BEGIN WORKING DATA
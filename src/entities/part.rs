use chrono::{DateTime, Utc};
use rust_decimal::Decimal;
use sea_orm::entity::prelude::*;
use serde::{Deserialize, Serialize};

/// Part master data. Maintained externally; the core only validates
/// references and reads the standard cost and flags.
#[derive(Clone, Debug, PartialEq, DeriveEntityModel, Serialize, Deserialize)]
#[sea_orm(table_name = "parts")]
pub struct Model {
    #[sea_orm(primary_key, auto_increment = false)]
    pub id: Uuid,
    pub part_number: String,
    pub description: Option<String>,
    pub unit_of_measure: String,
    #[sea_orm(column_type = "Decimal(Some((19, 4)))")]
    pub standard_cost: Option<Decimal>,
    /// Units of this part are individually tracked serialized units.
    pub is_serialized: bool,
    pub is_active: bool,
    pub created_at: DateTime<Utc>,
    pub updated_at: DateTime<Utc>,
}

#[derive(Copy, Clone, Debug, EnumIter, DeriveRelation)]
pub enum Relation {
    #[sea_orm(has_many = "super::inventory_balance::Entity")]
    InventoryBalances,
    #[sea_orm(has_many = "super::bom_line::Entity")]
    BomLines,
    #[sea_orm(has_many = "super::serialized_unit::Entity")]
    SerializedUnits,
    #[sea_orm(has_many = "super::production_order::Entity")]
    ProductionOrders,
}

impl Related<super::inventory_balance::Entity> for Entity {
    fn to() -> RelationDef {
        Relation::InventoryBalances.def()
    }
}

impl Related<super::bom_line::Entity> for Entity {
    fn to() -> RelationDef {
        Relation::BomLines.def()
    }
}

impl Related<super::serialized_unit::Entity> for Entity {
    fn to() -> RelationDef {
        Relation::SerializedUnits.def()
    }
}

impl Related<super::production_order::Entity> for Entity {
    fn to() -> RelationDef {
        Relation::ProductionOrders.def()
    }
}

impl ActiveModelBehavior for ActiveModel {}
END WORKING DATA
# [WHAT YOU SHOULD DO]
Pull out every line of the entries that includes the word "super".

# [RESULT OF THIS EXERCISE]
    #[sea_orm(has_many = "super::inventory_balance::Entity")]
    #[sea_orm(has_many = "super::bom_line::Entity")]
    #[sea_orm(has_many = "super::serialized_unit::Entity")]
    #[sea_orm(has_many = "super::production_order::Entity")]
impl Related<super::inventory_balance::Entity> for Entity {
impl Related<super::bom_line::Entity> for Entity {
impl Related<super::serialized_unit::Entity> for Entity {
impl Related<super::production_order::Entity> for Entity {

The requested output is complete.